WHAT YOU WILL DO: Retype, word for word, every line from the one holding "pub mod config;" through the one holding "protocol is listed" in the entries below, both included, and only those lines.

--------------------------------------------------

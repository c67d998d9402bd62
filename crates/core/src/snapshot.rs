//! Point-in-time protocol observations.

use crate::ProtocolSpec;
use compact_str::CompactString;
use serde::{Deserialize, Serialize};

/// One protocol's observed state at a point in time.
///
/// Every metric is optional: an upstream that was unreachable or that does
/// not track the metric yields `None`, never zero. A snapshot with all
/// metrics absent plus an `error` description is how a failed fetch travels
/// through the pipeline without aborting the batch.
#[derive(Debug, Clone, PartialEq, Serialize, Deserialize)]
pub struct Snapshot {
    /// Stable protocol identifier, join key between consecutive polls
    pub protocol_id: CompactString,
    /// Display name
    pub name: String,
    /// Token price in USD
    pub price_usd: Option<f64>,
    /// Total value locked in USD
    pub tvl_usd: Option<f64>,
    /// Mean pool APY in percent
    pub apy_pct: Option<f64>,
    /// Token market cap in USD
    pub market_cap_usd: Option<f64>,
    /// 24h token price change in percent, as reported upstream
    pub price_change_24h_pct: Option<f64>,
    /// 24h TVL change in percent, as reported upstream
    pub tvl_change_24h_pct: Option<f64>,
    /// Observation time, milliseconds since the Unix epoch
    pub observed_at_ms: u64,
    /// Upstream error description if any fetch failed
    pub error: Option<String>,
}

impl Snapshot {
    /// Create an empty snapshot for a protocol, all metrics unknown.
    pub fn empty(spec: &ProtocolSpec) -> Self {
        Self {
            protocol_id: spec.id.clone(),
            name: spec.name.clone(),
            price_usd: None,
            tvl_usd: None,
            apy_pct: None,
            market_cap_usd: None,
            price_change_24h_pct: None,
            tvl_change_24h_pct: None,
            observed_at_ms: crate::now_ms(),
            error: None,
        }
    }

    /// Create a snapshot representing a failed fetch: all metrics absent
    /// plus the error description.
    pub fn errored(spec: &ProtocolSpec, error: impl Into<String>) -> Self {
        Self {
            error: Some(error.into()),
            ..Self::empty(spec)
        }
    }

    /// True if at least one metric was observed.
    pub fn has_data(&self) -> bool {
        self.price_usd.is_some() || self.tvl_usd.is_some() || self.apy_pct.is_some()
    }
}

--------------------------------------------------

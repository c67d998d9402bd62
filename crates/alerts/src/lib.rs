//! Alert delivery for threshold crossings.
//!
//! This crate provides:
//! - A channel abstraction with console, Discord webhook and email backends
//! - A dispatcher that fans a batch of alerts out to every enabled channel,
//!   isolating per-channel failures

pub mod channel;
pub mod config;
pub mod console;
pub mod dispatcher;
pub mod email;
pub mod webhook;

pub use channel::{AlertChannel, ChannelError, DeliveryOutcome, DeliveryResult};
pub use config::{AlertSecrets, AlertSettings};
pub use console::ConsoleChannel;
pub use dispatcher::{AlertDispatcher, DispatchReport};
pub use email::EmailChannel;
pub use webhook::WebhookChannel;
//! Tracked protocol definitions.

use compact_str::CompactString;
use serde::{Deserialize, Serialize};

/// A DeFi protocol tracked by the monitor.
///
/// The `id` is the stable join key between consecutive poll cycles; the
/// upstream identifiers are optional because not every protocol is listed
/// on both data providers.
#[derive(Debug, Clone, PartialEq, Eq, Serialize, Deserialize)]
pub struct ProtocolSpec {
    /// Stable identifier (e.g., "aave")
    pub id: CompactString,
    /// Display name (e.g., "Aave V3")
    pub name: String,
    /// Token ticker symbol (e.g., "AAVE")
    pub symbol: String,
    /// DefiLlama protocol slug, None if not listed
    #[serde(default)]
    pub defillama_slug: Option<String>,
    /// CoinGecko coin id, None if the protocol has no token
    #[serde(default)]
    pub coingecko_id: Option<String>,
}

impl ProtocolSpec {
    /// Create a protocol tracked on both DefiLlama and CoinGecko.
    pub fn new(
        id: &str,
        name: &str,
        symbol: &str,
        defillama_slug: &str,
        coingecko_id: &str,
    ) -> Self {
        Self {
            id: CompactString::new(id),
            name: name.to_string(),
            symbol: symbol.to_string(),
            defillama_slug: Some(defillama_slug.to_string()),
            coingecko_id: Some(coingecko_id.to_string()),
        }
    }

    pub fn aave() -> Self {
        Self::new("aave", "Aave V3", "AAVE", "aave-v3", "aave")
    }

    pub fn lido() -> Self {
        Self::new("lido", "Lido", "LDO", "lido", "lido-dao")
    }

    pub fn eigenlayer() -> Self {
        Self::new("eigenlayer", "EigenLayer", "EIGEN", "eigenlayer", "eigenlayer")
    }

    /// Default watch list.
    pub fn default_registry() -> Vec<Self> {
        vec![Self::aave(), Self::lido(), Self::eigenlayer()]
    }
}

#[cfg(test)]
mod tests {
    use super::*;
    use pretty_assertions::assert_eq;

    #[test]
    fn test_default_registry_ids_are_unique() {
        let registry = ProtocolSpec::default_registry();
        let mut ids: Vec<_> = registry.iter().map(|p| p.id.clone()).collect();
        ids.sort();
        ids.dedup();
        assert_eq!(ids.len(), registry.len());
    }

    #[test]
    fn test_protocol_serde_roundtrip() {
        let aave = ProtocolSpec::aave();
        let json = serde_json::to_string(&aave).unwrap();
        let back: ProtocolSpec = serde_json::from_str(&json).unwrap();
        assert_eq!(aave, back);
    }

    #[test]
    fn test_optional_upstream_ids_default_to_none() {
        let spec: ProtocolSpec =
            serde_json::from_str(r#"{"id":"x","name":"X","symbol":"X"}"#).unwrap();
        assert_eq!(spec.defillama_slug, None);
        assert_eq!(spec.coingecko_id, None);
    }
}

--------------------------------------------------

OUTPUT FOR THIS EXERCISE:
pub mod config;
pub mod console;
pub mod dispatcher;
pub mod email;
pub mod webhook;

pub use channel::{AlertChannel, ChannelError, DeliveryOutcome, DeliveryResult};
pub use config::{AlertSecrets, AlertSettings};
pub use console::ConsoleChannel;
pub use dispatcher::{AlertDispatcher, DispatchReport};
pub use email::EmailChannel;
pub use webhook::WebhookChannel;
//! Tracked protocol definitions.

use compact_str::CompactString;
use serde::{Deserialize, Serialize};

/// A DeFi protocol tracked by the monitor.
///
/// The `id` is the stable join key between consecutive poll cycles; the
/// upstream identifiers are optional because not every protocol is listed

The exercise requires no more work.